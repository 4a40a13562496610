use crate::{ContainerDescriptor, Elapsed, MemoryResult, TrialResult};
use std::collections::BTreeMap;

/// Timing and memory results of one harness run.
///
/// A second result for the same key replaces the first.
#[derive(Debug, Default, Clone)]
pub struct ResultStore {
   timings: BTreeMap<String, BTreeMap<ContainerDescriptor, TrialResult>>,
   footprints: BTreeMap<ContainerDescriptor, MemoryResult>,
}

impl ResultStore {
   pub fn new() -> Self {
      Self::default()
   }

   pub fn record_trial(&mut self, result: TrialResult) {
      self.timings
         .entry(result.task.clone())
         .or_default()
         .insert(result.descriptor.clone(), result);
   }

   pub fn record_memory(&mut self, result: MemoryResult) {
      self.footprints.insert(result.descriptor.clone(), result);
   }

   /// Task name → container → full trial result.
   pub fn trials(&self) -> &BTreeMap<String, BTreeMap<ContainerDescriptor, TrialResult>> {
      &self.timings
   }

   /// Task name → container → elapsed or timeout.
   pub fn timings(&self) -> BTreeMap<&str, BTreeMap<&ContainerDescriptor, Elapsed>> {
      self.timings
         .iter()
         .map(|(task, by_container)| {
            let elapsed = by_container
               .iter()
               .map(|(descriptor, result)| (descriptor, result.elapsed))
               .collect();
            (task.as_str(), elapsed)
         })
         .collect()
   }

   pub fn timing(&self, task: &str, descriptor: &ContainerDescriptor) -> Option<Elapsed> {
      self.timings.get(task)?.get(descriptor).map(|result| result.elapsed)
   }

   pub fn footprints(&self) -> &BTreeMap<ContainerDescriptor, MemoryResult> {
      &self.footprints
   }

   pub fn footprint(&self, descriptor: &ContainerDescriptor) -> Option<u64> {
      self.footprints.get(descriptor).map(|result| result.average_bytes)
   }

   pub fn task_names(&self) -> impl Iterator<Item = &str> {
      self.timings.keys().map(String::as_str)
   }

   pub fn is_empty(&self) -> bool {
      self.timings.is_empty() && self.footprints.is_empty()
   }
}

## Work to complete
Repeat the whole listing above without any change.

## Your solution
repository 4a40a13562496610
use crate::{ContainerDescriptor, Elapsed, MemoryResult, TrialResult};
use std::collections::BTreeMap;

/// Timing and memory results of one harness run.
///
/// A second result for the same key replaces the first.
#[derive(Debug, Default, Clone)]
pub struct ResultStore {
   timings: BTreeMap<String, BTreeMap<ContainerDescriptor, TrialResult>>,
   footprints: BTreeMap<ContainerDescriptor, MemoryResult>,
}

impl ResultStore {
   pub fn new() -> Self {
      Self::default()
   }

   pub fn record_trial(&mut self, result: TrialResult) {
      self.timings
         .entry(result.task.clone())
         .or_default()
         .insert(result.descriptor.clone(), result);
   }

   pub fn record_memory(&mut self, result: MemoryResult) {
      self.footprints.insert(result.descriptor.clone(), result);
   }

   /// Task name → container → full trial result.
   pub fn trials(&self) -> &BTreeMap<String, BTreeMap<ContainerDescriptor, TrialResult>> {
      &self.timings
   }

   /// Task name → container → elapsed or timeout.
   pub fn timings(&self) -> BTreeMap<&str, BTreeMap<&ContainerDescriptor, Elapsed>> {
      self.timings
         .iter()
         .map(|(task, by_container)| {
            let elapsed = by_container
               .iter()
               .map(|(descriptor, result)| (descriptor, result.elapsed))
               .collect();
            (task.as_str(), elapsed)
         })
         .collect()
   }

   pub fn timing(&self, task: &str, descriptor: &ContainerDescriptor) -> Option<Elapsed> {
      self.timings.get(task)?.get(descriptor).map(|result| result.elapsed)
   }

   pub fn footprints(&self) -> &BTreeMap<ContainerDescriptor, MemoryResult> {
      &self.footprints
   }

   pub fn footprint(&self, descriptor: &ContainerDescriptor) -> Option<u64> {
      self.footprints.get(descriptor).map(|result| result.average_bytes)
   }

   pub fn task_names(&self) -> impl Iterator<Item = &str> {
      self.timings.keys().map(String::as_str)
   }

   pub fn is_empty(&self) -> bool {
      self.timings.is_empty() && self.footprints.is_empty()
   }
}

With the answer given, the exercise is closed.